About this task. Scan the data below and copy each line where "crate" occurs.
(Material provided begins)
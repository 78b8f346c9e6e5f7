//! Session bookkeeping around a board: score, mistakes, hints, time.

use ninegrid_core::{Digit, Position};
use ninegrid_generator::{Difficulty, GeneratedPuzzle};

use crate::{Board, PlayOutcome};

/// Maximum hints available per session.
pub const MAX_HINTS: u32 = 3;

/// Number of mistakes that ends a session in failure.
pub const MISTAKE_LIMIT: u32 = 3;

/// Whether a session is still playable, and if not, how it ended.
#[derive(Debug, Clone, Copy, PartialEq, Eq, derive_more::IsVariant)]
pub enum SessionStatus {
    /// The puzzle is still being played.
    InProgress,
    /// The puzzle was finished correctly.
    Completed,
    /// The mistake limit was reached.
    Failed,
}

/// A play session: a [`Board`] plus the bookkeeping around it.
///
/// The session routes all mutations to the board and keeps score, mistake,
/// hint, and elapsed-time counters in step with the outcomes. Once the
/// session leaves [`SessionStatus::InProgress`], every further mutation is
/// ignored.
///
/// Correct placements score by a time-decaying curve that bottoms out at
/// 200 points; hints reveal digits without scoring. An external timer is
/// expected to call [`tick_second`](Self::tick_second) once per second.
///
/// # Example
///
/// ```
/// use ninegrid_game::Session;
/// use ninegrid_generator::{Difficulty, PuzzleGenerator};
///
/// let puzzle = PuzzleGenerator::new().generate(Difficulty::Easy);
/// let mut session = Session::new(puzzle);
/// assert!(session.status().is_in_progress());
/// assert_eq!(session.hints_remaining(), 3);
/// ```
#[derive(Debug, Clone, PartialEq, Eq)]
pub struct Session {
    board: Board,
    seconds_elapsed: u32,
    score: u32,
    mistakes: u32,
    hints_used: u32,
    status: SessionStatus,
}

impl Session {
    /// Starts a fresh session on a generated puzzle.
    #[must_use]
    pub fn new(puzzle: GeneratedPuzzle) -> Self {
        Self::from_parts(Board::new(puzzle), 0, 0, 0, 0)
    }

    /// Rebuilds a session from restored state.
    ///
    /// The status is re-derived: a completed board is
    /// [`Completed`](SessionStatus::Completed), a mistake count at or above
    /// [`MISTAKE_LIMIT`] is [`Failed`](SessionStatus::Failed), anything else
    /// is in progress.
    #[must_use]
    pub fn from_parts(
        board: Board,
        seconds_elapsed: u32,
        score: u32,
        mistakes: u32,
        hints_used: u32,
    ) -> Self {
        let status = if board.is_completed() {
            SessionStatus::Completed
        } else if mistakes >= MISTAKE_LIMIT {
            SessionStatus::Failed
        } else {
            SessionStatus::InProgress
        };
        Self {
            board,
            seconds_elapsed,
            score,
            mistakes,
            hints_used,
            status,
        }
    }

    /// Returns the board being played.
    #[must_use]
    pub fn board(&self) -> &Board {
        &self.board
    }

    /// Returns the session status.
    #[must_use]
    pub fn status(&self) -> SessionStatus {
        self.status
    }

    /// Returns the accumulated score.
    #[must_use]
    pub fn score(&self) -> u32 {
        self.score
    }

    /// Returns the number of mistakes made so far.
    #[must_use]
    pub fn mistakes(&self) -> u32 {
        self.mistakes
    }

    /// Returns the number of hints consumed.
    #[must_use]
    pub fn hints_used(&self) -> u32 {
        self.hints_used
    }

    /// Returns how many hints are still available.
    #[must_use]
    pub fn hints_remaining(&self) -> u32 {
        MAX_HINTS.saturating_sub(self.hints_used)
    }

    /// Returns the elapsed play time in seconds.
    #[must_use]
    pub fn seconds_elapsed(&self) -> u32 {
        self.seconds_elapsed
    }

    /// Returns the session difficulty.
    #[must_use]
    pub fn difficulty(&self) -> Difficulty {
        self.board.difficulty()
    }

    /// Advances the play clock by one second. Does nothing once the session
    /// is over.
    pub fn tick_second(&mut self) {
        if self.status.is_in_progress() {
            self.seconds_elapsed += 1;
        }
    }

    /// Selects the cell at `pos`.
    pub fn select(&mut self, pos: Position) {
        self.board.select(pos);
    }

    /// Switches manual mark entry on or off.
    pub fn set_mark_mode(&mut self, enabled: bool) {
        self.board.set_mark_mode(enabled);
    }

    /// Switches automatic mark maintenance on or off.
    pub fn set_auto_marks(&mut self, enabled: bool) {
        self.board.set_auto_marks(enabled);
    }

    /// Enters `digit` at the selected cell, scoring correct placements and
    /// counting mistakes.
    ///
    /// Reaching [`MISTAKE_LIMIT`] fails the session; completing the board
    /// ends it. Both transitions are visible in the returned outcome and in
    /// [`status`](Self::status).
    pub fn place(&mut self, digit: Digit) -> PlayOutcome {
        if !self.status.is_in_progress() {
            return PlayOutcome::Ignored;
        }
        let outcome = self.board.place(digit);
        match outcome {
            PlayOutcome::Correct => {
                self.score += placement_score(self.seconds_elapsed);
            }
            PlayOutcome::Completed => {
                self.score += placement_score(self.seconds_elapsed);
                self.status = SessionStatus::Completed;
            }
            PlayOutcome::Mistake => {
                self.mistakes += 1;
                if self.mistakes >= MISTAKE_LIMIT {
                    self.status = SessionStatus::Failed;
                }
            }
            _ => {}
        }
        outcome
    }

    /// Clears the player-filled digit at the selected cell.
    pub fn erase(&mut self) -> PlayOutcome {
        if !self.status.is_in_progress() {
            return PlayOutcome::Ignored;
        }
        self.board.erase()
    }

    /// Reveals the solution digit at the selected cell, consuming one hint.
    ///
    /// Exhausted budgets and misses (no selection, decided cell) consume
    /// nothing; only a reveal that actually changed the board counts.
    pub fn hint(&mut self) -> PlayOutcome {
        if !self.status.is_in_progress() || self.hints_used >= MAX_HINTS {
            return PlayOutcome::Ignored;
        }
        let outcome = self.board.hint();
        if outcome.changes_board() {
            self.hints_used += 1;
        }
        if outcome.is_completed() {
            self.status = SessionStatus::Completed;
        }
        outcome
    }
}

/// Score awarded for a correct placement after `seconds_elapsed` seconds:
/// `max(200, (6000 - 1000 * ln(1 + t / 10)) / 3)`, truncated toward zero
/// before the floor is applied.
#[expect(clippy::cast_possible_truncation, clippy::cast_sign_loss)]
fn placement_score(seconds_elapsed: u32) -> u32 {
    let decayed = ((6000.0 - 1000.0 * (f64::from(seconds_elapsed) / 10.0).ln_1p()) / 3.0) as i64;
    decayed.max(200) as u32
}

#[cfg(test)]
mod tests {
    use ninegrid_core::{DigitGrid, DigitSet};

    use crate::BoardSnapshot;

    use super::*;

    const SOLVED: &str =
        "534678912672195348198342567859761423426853791713924856961537284287419635345286179";

    /// A board with a given 5 at the corner and everything else open.
    fn test_session() -> Session {
        let given: DigitGrid = format!("5{}", ".".repeat(80)).parse().expect("valid grid");
        let snapshot = BoardSnapshot {
            given: given.clone(),
            current: given,
            solution: SOLVED.parse().expect("valid grid"),
            marks: [DigitSet::EMPTY; 81],
            difficulty: Difficulty::Medium,
            mark_mode: false,
            auto_marks: false,
        };
        let board = Board::from_snapshot(&snapshot).expect("consistent snapshot");
        Session::from_parts(board, 0, 0, 0, 0)
    }

    #[test]
    fn test_correct_placement_scores() {
        let mut session = test_session();
        session.select(Position::new(1, 0)); // solution digit is 3
        assert_eq!(session.place(Digit::D3), PlayOutcome::Correct);
        assert_eq!(session.score(), 2000);
        assert_eq!(session.mistakes(), 0);
    }

    #[test]
    fn test_score_decays_with_time_and_bottoms_out() {
        assert_eq!(placement_score(0), 2000);
        assert!(placement_score(60) < placement_score(0));
        // Far into a session the curve is clamped at the floor.
        assert_eq!(placement_score(3_000_000), 200);
    }

    #[test]
    fn test_third_mistake_fails_the_session() {
        let mut session = test_session();
        session.select(Position::new(1, 0)); // solution digit is 3
        for expected_mistakes in 1..=2 {
            assert_eq!(session.place(Digit::D9), PlayOutcome::Mistake);
            assert_eq!(session.mistakes(), expected_mistakes);
            assert!(session.status().is_in_progress());
            assert_eq!(session.erase(), PlayOutcome::Erased);
        }
        assert_eq!(session.place(Digit::D9), PlayOutcome::Mistake);
        assert_eq!(session.mistakes(), 3);
        assert!(session.status().is_failed());

        // A failed session absorbs everything.
        assert_eq!(session.erase(), PlayOutcome::Ignored);
        assert_eq!(session.place(Digit::D3), PlayOutcome::Ignored);
        assert_eq!(session.hint(), PlayOutcome::Ignored);
    }

    #[test]
    fn test_hint_budget() {
        let mut session = test_session();
        // Misses consume nothing: no selection yet.
        assert_eq!(session.hint(), PlayOutcome::NoSelection);
        assert_eq!(session.hints_used(), 0);

        for (i, pos) in [Position::new(1, 0), Position::new(2, 0), Position::new(3, 0)]
            .into_iter()
            .enumerate()
        {
            session.select(pos);
            assert_eq!(session.hint(), PlayOutcome::Revealed);
            assert_eq!(session.hints_used(), u32::try_from(i).unwrap_or_default() + 1);
        }
        assert_eq!(session.hints_remaining(), 0);

        session.select(Position::new(4, 0));
        assert_eq!(session.hint(), PlayOutcome::Ignored);
        assert_eq!(session.hints_used(), MAX_HINTS);
    }

    #[test]
    fn test_hint_scores_nothing() {
        let mut session = test_session();
        session.select(Position::new(1, 0));
        assert_eq!(session.hint(), PlayOutcome::Revealed);
        assert_eq!(session.score(), 0);
        assert_eq!(session.mistakes(), 0);
    }

    #[test]
    fn test_completion_ends_the_session() {
        let given: DigitGrid = ".".repeat(81).parse().expect("valid grid");
        let current: DigitGrid = format!(".{}", &SOLVED[1..]).parse().expect("valid grid");
        let snapshot = BoardSnapshot {
            given,
            current,
            solution: SOLVED.parse().expect("valid grid"),
            marks: [DigitSet::EMPTY; 81],
            difficulty: Difficulty::Easy,
            mark_mode: false,
            auto_marks: false,
        };
        let board = Board::from_snapshot(&snapshot).expect("consistent snapshot");
        let mut session = Session::from_parts(board, 120, 500, 1, 0);

        session.select(Position::new(0, 0));
        assert_eq!(session.place(Digit::D5), PlayOutcome::Completed);
        assert!(session.status().is_completed());
        assert_eq!(session.score(), 500 + placement_score(120));

        // The clock stops with the session.
        session.tick_second();
        assert_eq!(session.seconds_elapsed(), 120);
    }

    #[test]
    fn test_from_parts_derives_status() {
        let session = test_session();
        assert!(session.status().is_in_progress());

        let board = session.board().clone();
        let failed = Session::from_parts(board, 10, 0, MISTAKE_LIMIT, 0);
        assert!(failed.status().is_failed());
    }

    #[test]
    fn test_tick_advances_only_in_progress() {
        let mut session = test_session();
        session.tick_second();
        session.tick_second();
        assert_eq!(session.seconds_elapsed(), 2);
    }
}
(Material provided ends)
Written answer.
use crate::{Board, PlayOutcome};
    use crate::BoardSnapshot;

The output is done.